Monday, November 06, 2006

Gandhi-ism Vs Gandhigiri

One of the debates that the latest Munnabhai flick (Lage Raho Munnabhai) has started off is this debate of Gandhi-ism Vs Gandhigiri. Basically, what is means is that the people who favour Gandhi-ism believe that Munnabhai has sort of cheapened and commercialised Gandhi's teachings in the form of Gandhigiri. And those in favour of Gandhigiri, defend themselves saying that Gandhigiri is not about commercialism but making Gandhi accessible to the masses by simplifying his ideals.

Personally, I have no opinions on either Gandhi-ism or Gandhigiri. I believe that Gandhi is one of the most relevant leaders of our times - simply from the perspective that he believed in bringing out the best in most people. War, anger, terrorism on the other hand bring out the worst in most people and the best in a few. And to add to that he was in favour of widespread wealth creation - hence his strong views on agriculture, small industries etc. That is also the better form of socialism.

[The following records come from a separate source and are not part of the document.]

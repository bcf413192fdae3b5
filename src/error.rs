//! Error taxonomy for the engine.
//!
//! Two failure modes never reach this enum: embedding-provider failures are
//! degraded in place to zero vectors, and duplicate-id conflicts are
//! recovered by a single upsert retry inside the write path.

use thiserror::Error;

#[derive(Debug, Error)]
pub enum EngineError {
    /// File or URL could not be reached.
    #[error("source not found: {0}")]
    SourceNotFound(String),

    /// Unrecognized extension or unparseable structured document.
    #[error("unsupported format: {0}")]
    UnsupportedFormat(String),

    /// Zero incidents parsed, or an empty collection queried.
    #[error("no incidents found: {0}")]
    NoData(String),

    /// Underlying vector store error, surfaced as a result, never a crash.
    #[error("vector store error: {0}")]
    Store(#[from] sqlx::Error),

    #[error(transparent)]
    Other(#[from] anyhow::Error),
}

impl EngineError {
    /// Error-chain detail included as the `traceback` field of envelopes.
    pub fn traceback(&self) -> String {
        match self {
            EngineError::Other(e) => format!("{:#}", e),
            other => other.to_string(),
        }
    }
}
//! Vector store adapter.
//!
//! Owns a named collection inside a persistent SQLite database. Embeddings
//! are stored as little-endian f32 BLOBs and nearest-neighbor queries rank
//! by cosine similarity computed in Rust, with distance reported as
//! `1 − cosine`. Duplicate ids fail under [`VectorStore::add`] and are
//! replaced under [`VectorStore::upsert`]; callers are expected to recover
//! from an add conflict by retrying the same batch as an upsert.

use anyhow::{Context, Result};
use sqlx::sqlite::{SqliteConnectOptions, SqlitePool, SqlitePoolOptions};
use sqlx::Row;
use std::collections::BTreeMap;
use std::path::{Path, PathBuf};
use std::str::FromStr;

use crate::config::StoreConfig;
use crate::embedding::{blob_to_vec, cosine_similarity, vec_to_blob};

/// Hard cap on neighbors returned by a query, regardless of requested `k`.
pub const MAX_QUERY_RESULTS: usize = 50;

const DB_FILE: &str = "incidents.sqlite";

/// One entry as written to the collection.
#[derive(Debug, Clone)]
pub struct EntryRecord {
    pub id: String,
    pub document: String,
    pub embedding: Vec<f32>,
    pub metadata: BTreeMap<String, String>,
}

/// One nearest neighbor returned by [`VectorStore::query`].
#[derive(Debug, Clone)]
pub struct QueryHit {
    pub id: String,
    /// `1 − cosine similarity` against the query embedding.
    pub distance: f64,
    pub document: String,
    pub metadata: BTreeMap<String, String>,
}

/// One entry from a bulk dump, without its embedding.
#[derive(Debug, Clone)]
pub struct StoredRecord {
    pub id: String,
    pub document: String,
    pub metadata: BTreeMap<String, String>,
}

pub struct VectorStore {
    pool: SqlitePool,
    collection: String,
    root: PathBuf,
}

impl VectorStore {
    /// Open the store directory, creating the database, schema, and the
    /// named collection if absent. Idempotent; never errors on an existing
    /// collection.
    pub async fn open_or_create(config: &StoreConfig) -> Result<Self> {
        std::fs::create_dir_all(&config.path)
            .with_context(|| format!("Failed to create store dir: {}", config.path.display()))?;

        let db_path = config.path.join(DB_FILE);
        let options = SqliteConnectOptions::from_str(&format!("sqlite:{}", db_path.display()))?
            .create_if_missing(true)
            .journal_mode(sqlx::sqlite::SqliteJournalMode::Wal);

        let pool = SqlitePoolOptions::new()
            .max_connections(5)
            .connect_with(options)
            .await?;

        sqlx::query(
            r#"
            CREATE TABLE IF NOT EXISTS collections (
                name TEXT PRIMARY KEY
            )
            "#,
        )
        .execute(&pool)
        .await?;

        sqlx::query(
            r#"
            CREATE TABLE IF NOT EXISTS entries (
                collection TEXT NOT NULL,
                id TEXT NOT NULL,
                document TEXT NOT NULL,
                embedding BLOB NOT NULL,
                metadata_json TEXT NOT NULL DEFAULT '{}',
                PRIMARY KEY (collection, id),
                FOREIGN KEY (collection) REFERENCES collections(name)
            )
            "#,
        )
        .execute(&pool)
        .await?;

        sqlx::query("INSERT INTO collections (name) VALUES (?) ON CONFLICT(name) DO NOTHING")
            .bind(&config.collection)
            .execute(&pool)
            .await?;

        Ok(Self {
            pool,
            collection: config.collection.clone(),
            root: config.path.clone(),
        })
    }

    pub fn collection_name(&self) -> &str {
        &self.collection
    }

    /// Directory holding the database; side files (the galaxy cache) live
    /// alongside it.
    pub fn dir(&self) -> &Path {
        &self.root
    }

    pub fn db_path(&self) -> PathBuf {
        self.root.join(DB_FILE)
    }

    /// Strict batch insert. Fails on any duplicate id and rolls the whole
    /// batch back, so the caller can retry it unchanged as an upsert.
    pub async fn add(&self, batch: &[EntryRecord]) -> Result<()> {
        let mut tx = self.pool.begin().await?;

        for entry in batch {
            sqlx::query(
                r#"
                INSERT INTO entries (collection, id, document, embedding, metadata_json)
                VALUES (?, ?, ?, ?, ?)
                "#,
            )
            .bind(&self.collection)
            .bind(&entry.id)
            .bind(&entry.document)
            .bind(vec_to_blob(&entry.embedding))
            .bind(serde_json::to_string(&entry.metadata)?)
            .execute(&mut *tx)
            .await?;
        }

        tx.commit().await?;
        Ok(())
    }

    /// Replace-on-conflict batch write; re-ingesting the same source is
    /// idempotent through this path.
    pub async fn upsert(&self, batch: &[EntryRecord]) -> Result<()> {
        let mut tx = self.pool.begin().await?;

        for entry in batch {
            sqlx::query(
                r#"
                INSERT INTO entries (collection, id, document, embedding, metadata_json)
                VALUES (?, ?, ?, ?, ?)
                ON CONFLICT(collection, id) DO UPDATE SET
                    document = excluded.document,
                    embedding = excluded.embedding,
                    metadata_json = excluded.metadata_json
                "#,
            )
            .bind(&self.collection)
            .bind(&entry.id)
            .bind(&entry.document)
            .bind(vec_to_blob(&entry.embedding))
            .bind(serde_json::to_string(&entry.metadata)?)
            .execute(&mut *tx)
            .await?;
        }

        tx.commit().await?;
        Ok(())
    }

    /// Nearest neighbors to `query_embedding`, ranked by similarity
    /// descending, capped at `min(k, MAX_QUERY_RESULTS)`. An optional
    /// metadata filter keeps only entries matching every key=value equality.
    pub async fn query(
        &self,
        query_embedding: &[f32],
        k: usize,
        filter: Option<&BTreeMap<String, String>>,
    ) -> Result<Vec<QueryHit>> {
        let rows = sqlx::query(
            "SELECT id, document, embedding, metadata_json FROM entries WHERE collection = ?",
        )
        .bind(&self.collection)
        .fetch_all(&self.pool)
        .await?;

        let mut hits: Vec<QueryHit> = Vec::with_capacity(rows.len());

        for row in &rows {
            let metadata = decode_metadata(row.get("metadata_json"))?;

            if let Some(wanted) = filter {
                let matches = wanted
                    .iter()
                    .all(|(key, value)| metadata.get(key) == Some(value));
                if !matches {
                    continue;
                }
            }

            let blob: Vec<u8> = row.get("embedding");
            let similarity = cosine_similarity(query_embedding, &blob_to_vec(&blob)) as f64;

            hits.push(QueryHit {
                id: row.get("id"),
                distance: 1.0 - similarity,
                document: row.get("document"),
                metadata,
            });
        }

        hits.sort_by(|a, b| {
            a.distance
                .partial_cmp(&b.distance)
                .unwrap_or(std::cmp::Ordering::Equal)
        });
        hits.truncate(k.min(MAX_QUERY_RESULTS));

        Ok(hits)
    }

    pub async fn count(&self) -> Result<usize> {
        let count: i64 = sqlx::query_scalar("SELECT COUNT(*) FROM entries WHERE collection = ?")
            .bind(&self.collection)
            .fetch_one(&self.pool)
            .await?;
        Ok(count as usize)
    }

    /// Bulk dump of ids, documents, and metadata for layout computation.
    /// Embeddings are deliberately excluded to bound payload size.
    pub async fn get_all(&self) -> Result<Vec<StoredRecord>> {
        let rows = sqlx::query(
            "SELECT id, document, metadata_json FROM entries WHERE collection = ? ORDER BY rowid",
        )
        .bind(&self.collection)
        .fetch_all(&self.pool)
        .await?;

        rows.iter()
            .map(|row| {
                Ok(StoredRecord {
                    id: row.get("id"),
                    document: row.get("document"),
                    metadata: decode_metadata(row.get("metadata_json"))?,
                })
            })
            .collect()
    }

    /// Delete the collection's entries and recreate it empty. The only way
    /// the collection is ever destroyed.
    pub async fn clear(&self) -> Result<()> {
        let mut tx = self.pool.begin().await?;

        sqlx::query("DELETE FROM entries WHERE collection = ?")
            .bind(&self.collection)
            .execute(&mut *tx)
            .await?;
        sqlx::query("DELETE FROM collections WHERE name = ?")
            .bind(&self.collection)
            .execute(&mut *tx)
            .await?;
        sqlx::query("INSERT INTO collections (name) VALUES (?)")
            .bind(&self.collection)
            .execute(&mut *tx)
            .await?;

        tx.commit().await?;
        Ok(())
    }

    pub async fn close(&self) {
        self.pool.close().await;
    }
}

fn decode_metadata(json: String) -> Result<BTreeMap<String, String>> {
    serde_json::from_str(&json).context("Corrupt metadata_json in entries table")
}

#[cfg(test)]
mod tests {
    use super::*;
    use crate::config::StoreConfig;
    use tempfile::TempDir;

    async fn open_store(tmp: &TempDir) -> VectorStore {
        let config = StoreConfig {
            path: tmp.path().to_path_buf(),
            collection: "incidents".to_string(),
        };
        VectorStore::open_or_create(&config).await.unwrap()
    }

    fn entry(id: &str, embedding: Vec<f32>) -> EntryRecord {
        let mut metadata = BTreeMap::new();
        metadata.insert("Proyecto".to_string(), "Atlas".to_string());
        EntryRecord {
            id: id.to_string(),
            document: format!("doc {}", id),
            embedding,
            metadata,
        }
    }

    #[tokio::test]
    async fn test_open_is_idempotent() {
        let tmp = TempDir::new().unwrap();
        let store = open_store(&tmp).await;
        store.close().await;
        let store = open_store(&tmp).await;
        assert_eq!(store.count().await.unwrap(), 0);
    }

    #[tokio::test]
    async fn test_add_rejects_duplicates_upsert_replaces() {
        let tmp = TempDir::new().unwrap();
        let store = open_store(&tmp).await;

        let batch = vec![entry("a", vec![1.0, 0.0]), entry("b", vec![0.0, 1.0])];
        store.add(&batch).await.unwrap();
        assert_eq!(store.count().await.unwrap(), 2);

        // Strict add fails on the same ids and leaves the count unchanged.
        assert!(store.add(&batch).await.is_err());
        assert_eq!(store.count().await.unwrap(), 2);

        // Upsert of the identical batch succeeds without duplicating.
        store.upsert(&batch).await.unwrap();
        assert_eq!(store.count().await.unwrap(), 2);
    }

    #[tokio::test]
    async fn test_add_rolls_back_whole_batch_on_conflict() {
        let tmp = TempDir::new().unwrap();
        let store = open_store(&tmp).await;

        store.add(&[entry("a", vec![1.0, 0.0])]).await.unwrap();

        // "z" is new but shares a batch with the conflicting "a".
        let batch = vec![entry("z", vec![0.5, 0.5]), entry("a", vec![1.0, 0.0])];
        assert!(store.add(&batch).await.is_err());
        assert_eq!(store.count().await.unwrap(), 1);
    }

    #[tokio::test]
    async fn test_query_ranks_by_similarity() {
        let tmp = TempDir::new().unwrap();
        let store = open_store(&tmp).await;

        store
            .add(&[
                entry("exact", vec![1.0, 0.0]),
                entry("near", vec![0.9, 0.1]),
                entry("orthogonal", vec![0.0, 1.0]),
            ])
            .await
            .unwrap();

        let hits = store.query(&[1.0, 0.0], 10, None).await.unwrap();
        assert_eq!(hits.len(), 3);
        assert_eq!(hits[0].id, "exact");
        assert!(hits[0].distance < 1e-6);
        assert_eq!(hits[1].id, "near");
        assert_eq!(hits[2].id, "orthogonal");
        assert!((hits[2].distance - 1.0).abs() < 1e-6);
    }

    #[tokio::test]
    async fn test_query_cap_at_fifty() {
        let tmp = TempDir::new().unwrap();
        let store = open_store(&tmp).await;

        let batch: Vec<EntryRecord> = (0..60)
            .map(|i| entry(&format!("e{}", i), vec![1.0, i as f32 / 60.0]))
            .collect();
        store.add(&batch).await.unwrap();

        let hits = store.query(&[1.0, 0.0], 1000, None).await.unwrap();
        assert_eq!(hits.len(), MAX_QUERY_RESULTS);

        let hits = store.query(&[1.0, 0.0], 5, None).await.unwrap();
        assert_eq!(hits.len(), 5);
    }

    #[tokio::test]
    async fn test_query_metadata_filter() {
        let tmp = TempDir::new().unwrap();
        let store = open_store(&tmp).await;

        let mut other = entry("other", vec![1.0, 0.0]);
        other
            .metadata
            .insert("Proyecto".to_string(), "Borealis".to_string());
        store
            .add(&[entry("atlas", vec![1.0, 0.0]), other])
            .await
            .unwrap();

        let mut filter = BTreeMap::new();
        filter.insert("Proyecto".to_string(), "Atlas".to_string());
        let hits = store.query(&[1.0, 0.0], 10, Some(&filter)).await.unwrap();
        assert_eq!(hits.len(), 1);
        assert_eq!(hits[0].id, "atlas");
    }

    #[tokio::test]
    async fn test_clear_empties_collection() {
        let tmp = TempDir::new().unwrap();
        let store = open_store(&tmp).await;

        store.add(&[entry("a", vec![1.0, 0.0])]).await.unwrap();
        store.clear().await.unwrap();
        assert_eq!(store.count().await.unwrap(), 0);

        // Collection is usable again after clearing.
        store.add(&[entry("a", vec![1.0, 0.0])]).await.unwrap();
        assert_eq!(store.count().await.unwrap(), 1);
    }

    #[tokio::test]
    async fn test_get_all_excludes_embeddings_preserves_metadata() {
        let tmp = TempDir::new().unwrap();
        let store = open_store(&tmp).await;

        store.add(&[entry("a", vec![1.0, 0.0])]).await.unwrap();
        let records = store.get_all().await.unwrap();
        assert_eq!(records.len(), 1);
        assert_eq!(records[0].document, "doc a");
        assert_eq!(
            records[0].metadata.get("Proyecto").map(String::as_str),
            Some("Atlas")
        );
    }
}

Actually, I think he was not against the hierarchy of wealth - i.e there is a chain, where a few people are fabulously rich, a larger number is well-off, the next rung of larger numbers is a comfortable middle class and then there is the working class which, while not comfortable or well off, is not dying of poverty either. I am basing this on the fact that he was on excellent terms with most industrialists, who were in fact in the legion of the fabulously wealthy.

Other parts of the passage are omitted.